The Quad’s troika itself used a catching expression in its curious obituary for Abe. It praised Abe as a “transformative leader for Japan” and discreetly left it at that. The Quad’s troika is right in estimating that Abe “played a formative role in the founding of the Quad partnership and worked tirelessly to advance a shared vision for a free and open Indo-Pacific.” He was indeed an ardent votary of the containment strategy against China.
But Abe was also a master of doublespeak and once made significant contributions to improving Japan’s ties with China and even publicly expressed willingness to cooperate with the Belt and Road Initiative.

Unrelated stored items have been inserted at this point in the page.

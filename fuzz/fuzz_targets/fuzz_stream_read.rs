#![no_main]
use arbitrary::Arbitrary;
use libfuzzer_sys::fuzz_target;
use msf_rs::{ByteSource, PagedStream};
use std::sync::Arc;

#[derive(Arbitrary, Debug)]
struct Input {
    page_size: u16,
    size: u16,
    pages: Vec<u16>,
    reads: Vec<(u32, u16)>,
    file: Vec<u8>,
}

fuzz_target!(|input: Input| {
    let source: Arc<dyn ByteSource> = Arc::new(input.file);
    let pages: Vec<u32> = input.pages.iter().map(|&p| p as u32).collect();

    let stream = match PagedStream::new(input.size as u32, input.page_size as u32, pages, source) {
        Ok(stream) => stream,
        Err(_) => return,
    };

    for (offset, size) in input.reads {
        let bytes = stream.read(offset as u64, size as usize);
        assert!(bytes.len() <= size as usize);
    }
});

The Quadrilateral Security Dialogue was almost entirely built on the strength of the relationship Abe worked out with Indian Prime Minister Narendra Modi, with whom he shared a deep distrust of China.
However, Japan’s Indo-Pacific policy has since morphed into robust support for accelerating the pace of NATO’s entry to Asia. That said, the fact remains that throughout its history, Japan always tenaciously sought to maintain its autonomy in the international system.
How this contradiction gets resolved remains to be seen. Clearly, Japan finds it difficult to get accustomed to its status behind China in Asia’s power dynamic and needs NATO support to level with China.
Abe, without doubt, was a close friend of India. His regard for India harks back to the Manmohan Singh government. Yet how far India subscribes to this new dimension to Japan’s Indo-Pacific strategy in the direction of pioneering an “Asian NATO” is unclear. Traditionally, India never had a bloc mentality.
Besides, the Quad or Indo-Pacific strategy is not to be equated with India’s Act East policy, either.
Abe’s place as the longest-serving Japanese prime minister (nine years) is largely due to his charisma, the force of his personality and his formidable political talent.
But his legacy for Japan’s future in terms of his ambitious domestic reform agenda – “Abenomics” or the surge in state spending and super-easy monetary policy aimed at kickstarting Japan’s stagnant economy – is rather patchy. Japan’s debt increased dramatically and Abe’s reforms indeed weakened the yen.
The reforms’ promise to reshape an economy hobbled by low productivity, a rapidly aging population and a rigid labor market proved elusive. On top of it, Covid-19 wiped out the short-term benefits brought by Abenomics, such as an inbound tourism boom, reflated growth and rising job availability. Looking ahead, Abe’s death could stimulate the extreme Japanese right-wing to promote populist, xenophobic and even extreme political goals.
Japan’s two giant neighbors China and Russia are increasingly coordinating their security presence in the Far East. These two big powers will counter Japan’s partnership with the North Atlantic Treaty Organization (NATO), no matter what it takes, and that may become the salience of the geopolitics of Asia and the Pacific in the period ahead.
Moscow has openly accused Japan of revanchist tendencies vis-à-vis the Kuril Islands, which poses a threat to regional security and stability.
If US and NATO prestige suffers a lethal blow in Ukraine, which seems likely, Japan’s political and policy goals will lose traction.
But Prime Minister Fumio Kishida is firing all cylinders to inject swagger into Japan’s ties with major European powers – especially with Germany, with which it once had an alliance known as the Anti-Comintern Pact (1936) built on the common concerns of Nazi Germany and Imperial Japan over the steady rise of Soviet power under Josef Stalin.
German Chancellor Olaf Scholz and Kishida recently visited each other’s capitals in quick succession to renew the historical bonding in the current circumstances. To be sure, Abe’s departure comes at a time when Japan may find itself at the crossroads of Asian politics and world order.